Mountain Research and Development Journal
Photo by Marlène Thibault

Guidelines for reviewers of MountainDevelopment papers

Section policy

The purpose of papers in MountainDevelopment is to present “transformation knowledge,” ie knowledge that shows how to shape the transformation from a given state of development to a more sustainable form of development. MountainDevelopment articles offer insights into well-researched and validated development and policy experiences, exploring the transferability of these experiences across mountain contexts. They can also present findings of practice-oriented research aimed at coping with development challenges in mountain regions. They should be embedded in the relevant national or international debate. Conclusions should, if possible, offer “short and crisp” key messages for practitioners, policymakers, and decision-makers.

Papers should address a multidisciplinary community of development-oriented researchers, policy-makers, decision-makers, practitioners, etc. The audience is thus a broader one than for a purely academic paper, and the review criteria focus more on the applicability and legitimacy of findings for development than on scientific replicability and originality.

Manuscripts are reviewed by two or more international academic and development experts.

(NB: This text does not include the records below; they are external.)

//! Data test and unit test checks

use serde::Deserialize;
use sentinel_core::short_name;
use crate::check::{ensure, Check, CheckOutcome, Target};
use crate::context::Context;
use crate::registry::{CheckKind, IterateOver};
use super::{merged_meta, missing_meta_keys, MetaKey};

pub(super) fn kinds() -> Vec<CheckKind> {
    vec![
        CheckKind::manifest::<SingularTestHasMetaKeys>(
            "check_singular_test_has_meta_keys",
            IterateOver::Tests,
            "Singular tests must declare the specified keys in `meta`.",
        ),
        CheckKind::manifest::<UnitTestExpectFormat>(
            "check_unit_test_expect_format",
            IterateOver::UnitTests,
            "Unit tests can only use the specified formats for `expect`.",
        ),
    ]
}

#[derive(Debug, Deserialize)]
#[serde(deny_unknown_fields)]
pub(crate) struct SingularTestHasMetaKeys {
    keys: Vec<MetaKey>,
}

impl Check for SingularTestHasMetaKeys {
    fn run(&self, target: Target<'_>, _ctx: &Context<'_>) -> CheckOutcome {
        let test = target.test()?;
        // generic tests carry the meta of the macro that defines them
        if !test.is_singular() {
            return Ok(());
        }

        let missing = missing_meta_keys(&self.keys, &merged_meta(&test.meta, &test.config_meta));
        ensure(missing.is_empty(), || {
            format!(
                "`{}` is missing the following keys from the `meta` config: {missing:?}",
                short_name(&test.unique_id)
            )
        })
    }

    fn validate(&self) -> Result<(), String> {
        if self.keys.is_empty() {
            return Err("`keys` must name at least one key".to_string());
        }
        Ok(())
    }
}

/// Fixture formats dbt understands
const FIXTURE_FORMATS: [&str; 3] = ["csv", "dict", "sql"];

fn default_formats() -> Vec<String> {
    FIXTURE_FORMATS.iter().map(|f| f.to_string()).collect()
}

#[derive(Debug, Deserialize)]
#[serde(deny_unknown_fields)]
pub(crate) struct UnitTestExpectFormat {
    #[serde(default = "default_formats")]
    permitted_formats: Vec<String>,
}

impl Check for UnitTestExpectFormat {
    fn run(&self, target: Target<'_>, _ctx: &Context<'_>) -> CheckOutcome {
        let unit_test = target.unit_test()?;
        ensure(self.permitted_formats.contains(&unit_test.expect.format), || {
            format!(
                "Unit test `{}` has an `expect` format that is not permitted. Permitted formats are: {:?}.",
                unit_test.name, self.permitted_formats
            )
        })
    }

    fn validate(&self) -> Result<(), String> {
        match self.permitted_formats.iter().find(|f| !FIXTURE_FORMATS.contains(&f.as_str())) {
            Some(unknown) => Err(format!(
                "`{unknown}` is not a unit test format, expected one of {FIXTURE_FORMATS:?}"
            )),
            None => Ok(()),
        }
    }
}

#[cfg(test)]
mod tests {
    use super::*;
    use crate::check::CheckError;
    use crate::checks::testing::manifest;
    use crate::context::Artifacts;
    use pretty_assertions::assert_eq;
    use sentinel_dbt::{Resource, Test, TestMetadata, UnitTest, UnitTestFixture};
    use serde_json::json;

    #[test]
    fn only_singular_tests_need_meta() {
        let artifacts = Artifacts::new(manifest(json!({})));
        let ctx = artifacts.context();
        let check: SingularTestHasMetaKeys = serde_json::from_value(json!({ "keys": ["owner"] })).unwrap();

        let singular = Test {
            unique_id: "test.shop.assert_positive_totals".to_string(),
            name: "assert_positive_totals".to_string(),
            ..Test::default()
        };
        assert_eq!(
            check.run(Target::resource(Resource::Test(&singular)), &ctx),
            Err(CheckError::failed(
                "`assert_positive_totals` is missing the following keys from the `meta` config: [\"owner\"]"
            ))
        );

        let generic = Test {
            test_metadata: Some(TestMetadata { name: "unique".to_string(), ..TestMetadata::default() }),
            ..singular.clone()
        };
        assert_eq!(check.run(Target::resource(Resource::Test(&generic)), &ctx), Ok(()));
    }

    #[test]
    fn expect_format() {
        let artifacts = Artifacts::new(manifest(json!({})));
        let unit_test = UnitTest {
            unique_id: "unit_test.shop.orders.test_orders_totals".to_string(),
            name: "test_orders_totals".to_string(),
            expect: UnitTestFixture { input: String::new(), format: "csv".to_string() },
            ..UnitTest::default()
        };
        let target = Target::resource(Resource::UnitTest(&unit_test));

        let default: UnitTestExpectFormat = serde_json::from_value(json!({})).unwrap();
        assert_eq!(default.run(target, &artifacts.context()), Ok(()));

        let dict_only: UnitTestExpectFormat =
            serde_json::from_value(json!({ "permitted_formats": ["dict"] })).unwrap();
        assert_eq!(
            dict_only.run(target, &artifacts.context()),
            Err(CheckError::failed(
                "Unit test `test_orders_totals` has an `expect` format that is not permitted. Permitted formats are: [\"dict\"]."
            ))
        );
    }

    #[test]
    fn unknown_formats_are_rejected() {
        let check: UnitTestExpectFormat =
            serde_json::from_value(json!({ "permitted_formats": ["yaml"] })).unwrap();
        assert!(check.validate().unwrap_err().contains("`yaml`"));
    }
}
//! manifest.json v10 / v11 (legacy) and v12 (current)
//!
//! The generations share almost every shape. They differ in the exposure
//! owner (`email` is a single string before v12) and in `unit_tests`, which
//! only exist from v12 onwards.

use serde::Deserialize;
use serde_json::Value;
use std::collections::BTreeMap;
use super::{null_default, version_string, ResourceType, StringOrList};
use crate::resources::{
    clean_path, Access, Column, Exposure, ExposureOwner, Freshness, FreshnessThreshold, Macro,
    MacroArgument, Meta, Model, SemanticModel, Seed, Snapshot, Source, Test, TestMetadata,
    UnitTest, UnitTestFixture,
};

#[derive(Debug, Deserialize)]
pub(crate) struct RawMetadata {
    pub dbt_schema_version: String,
    pub dbt_version: String,
    #[serde(default)]
    pub project_name: Option<String>,
    #[serde(default)]
    pub project_id: Option<String>,
    #[serde(default)]
    pub adapter_type: Option<String>,
    #[serde(default)]
    pub generated_at: Option<String>,
    #[serde(default)]
    pub invocation_id: Option<String>,
}

/// Fields common to every manifest generation, generic over the exposure owner shape
#[derive(Debug, Deserialize)]
pub(crate) struct RawManifest<O> {
    pub metadata: RawMetadata,
    pub nodes: BTreeMap<String, RawNode>,
    pub sources: BTreeMap<String, RawSource>,
    pub macros: BTreeMap<String, RawMacro>,
    #[serde(default = "BTreeMap::new")]
    pub exposures: BTreeMap<String, RawExposure<O>>,
    #[serde(default)]
    pub semantic_models: BTreeMap<String, RawSemanticModel>,
    #[serde(default)]
    pub parent_map: Option<BTreeMap<String, Vec<String>>>,
    #[serde(default)]
    pub child_map: Option<BTreeMap<String, Vec<String>>>,
}

/// manifest v10 / v11
pub(crate) type LegacyManifest = RawManifest<LegacyOwner>;

/// manifest v12
#[derive(Debug, Deserialize)]
pub(crate) struct CurrentManifest {
    #[serde(flatten)]
    pub base: RawManifest<CurrentOwner>,
    #[serde(default)]
    pub unit_tests: BTreeMap<String, RawUnitTest>,
}

#[derive(Debug, Default, Deserialize)]
pub(crate) struct RawDependsOn {
    #[serde(default, deserialize_with = "null_default")]
    pub nodes: Vec<String>,
    #[serde(default, deserialize_with = "null_default")]
    pub macros: Vec<String>,
}

#[derive(Debug, Default, Deserialize)]
pub(crate) struct RawColumn {
    #[serde(default)]
    pub name: String,
    #[serde(default, deserialize_with = "null_default")]
    pub description: String,
    #[serde(default)]
    pub data_type: Option<String>,
    #[serde(default, deserialize_with = "null_default")]
    pub tags: Vec<String>,
    #[serde(default, deserialize_with = "null_default")]
    pub meta: Meta,
}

Review questions for MountainDevelopment papers

1. Content

  • Does the paper present innovative development approaches/methods that show how to shape the transformation towards a more sustainable situation?
  • Are new evidence-based insights presented for a mountain development/policy community?
  • Is the paper a unique/important/useful contribution to the relevant national/international debate?
  • Does the conclusion contain “short and crisp” key messages for practitioners, policy-makers, and/or decision-makers?
  • Is the approach/method transferable to other mountain regions?
  • Are insights into the knowledge production/sharing process among different stakeholders presented?
  • Do the references point to key papers (academic, policy, development) and are they adequate?

2. Methods

  • Is the work sound from the point of view of concept and method?
  • Is the validation of the approach/method presented (eg systematically assessed experiences, validation through the communities concerned, etc)?
  • Are the research methods comprehensible for an audience of practitioners and policy-makers?

3. Structure and format

  • Is the paper concise and well structured?
  • Is it written in a style accessible to a broader audience?
  • Are the title, abstract, and keywords appropriate?
  • Are the figures, tables, maps, etc relevant and accurate?

4. Additional comments

Any additional comments are very welcome.